Very quickly, I'd like to say this: 17 of the 19 hijackers on 9/11 were Saudi. Which to me is reason enough not to give those motherfuckers weapons... The reason they were Saudi but joined up with those who like to attack America is because they had firsthand experience with the grubby and greedy hands of American capitalist enterprise trying to weasel their way into controlling Saudi oil interests. THAT'S why they don't like us. Because we put our noses where they don't belong, and try and control things that we have no business controlling. So now we're going to give money to S.A. in an effort to help them fight Iran? You must be fucking stupid.
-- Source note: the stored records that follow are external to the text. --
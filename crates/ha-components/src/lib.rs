//! Lovelace card integrations
//!
//! Two integrations that ship dashboard card bundles: they register the
//! bundle's static paths, inject its scripts into the frontend and keep a
//! small shared record for the cards.

pub mod advanced_ui_cards;
pub mod cards_config;
pub mod lovelace_cards;

use std::sync::Arc;

use ha_core::{HomeAssistant, Integration};

pub use advanced_ui_cards::AdvancedUiCards;
pub use cards_config::{BrandEntry, CardsConfig, Section, SectionError};
pub use lovelace_cards::LovelaceCards;

/// All card integrations, wired to `hass`
pub fn card_integrations(hass: &HomeAssistant) -> Vec<Arc<dyn Integration>> {
    vec![
        Arc::new(AdvancedUiCards::new(hass)),
        Arc::new(LovelaceCards::new(hass)),
    ]
}
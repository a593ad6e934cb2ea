//! Config Entries Manager
//!
//! Manages the lifecycle of configuration entries.

use std::collections::HashSet;
use std::path::Path;
use std::sync::Arc;

use chrono::Utc;
use dashmap::DashMap;
use ha_storage::{Storable, StorageError, Store};
use serde::{Deserialize, Serialize};
use thiserror::Error;
use tokio::sync::Mutex;
use tracing::{debug, info, warn};

use crate::entry::{ConfigEntry, ConfigEntryState, ConfigEntryUpdate};
use crate::handler::{EntryHandler, PlatformHandler};
use crate::state_machine::InvalidTransition;

/// Storage key for config entries
pub const STORAGE_KEY: &str = "core.config_entries";
/// Current storage version
pub const STORAGE_VERSION: u32 = 1;
/// Current minor version
pub const STORAGE_MINOR_VERSION: u32 = 5;

/// Config entries errors
#[derive(Debug, Error)]
pub enum ConfigEntriesError {
    #[error("Entry not found: {0}")]
    NotFound(String),

    #[error("Entry already exists for domain {domain} with unique_id {unique_id}")]
    AlreadyExists { domain: String, unique_id: String },

    #[error("Cannot unload entry in state {0:?}")]
    CannotUnload(ConfigEntryState),

    #[error("Setup failed: {0}")]
    SetupFailed(String),

    #[error("Unload failed: {0}")]
    UnloadFailed(String),

    #[error("No config flow handler registered for domain {0}")]
    NoHandler(String),

    #[error("Invalid entry data: {0}")]
    InvalidData(String),

    #[error("Platform {platform} not registered for domain {domain}")]
    PlatformNotFound { domain: String, platform: String },

    #[error("Platform {platform} failed: {reason}")]
    PlatformFailed { platform: String, reason: String },

    #[error(transparent)]
    InvalidTransition(#[from] InvalidTransition),

    #[error("Storage error: {0}")]
    Storage(#[from] StorageError),
}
Here's what's going to happen: We're going to make MORE war in the Middle East (which is NEVER GOOD FOR ANYONE) and we're going to give Iran a better case for hating us -- we're helping other people fight them.

I do not hold Iran in high esteem, but I do not hold the Saudi's in high esteem either. Quite simply, the United States is spending ANOTHER $10 billion to directly finance terrorism.

How in the name of all that I find holy (bagels and doughnuts) is this going to Help America? If there was a god, he/she would never let this shit happen.

Thursday, July 19, 2007

ESPN -- You suck.

Dear ESPN:

I want to start with this: I love you. You are the source of so much joy in my life. You allow me to learn so many pointless stats about sports that I don't even like so that I may impress male strangers and force many an attractive woman to roll her eyes at my dorkiness.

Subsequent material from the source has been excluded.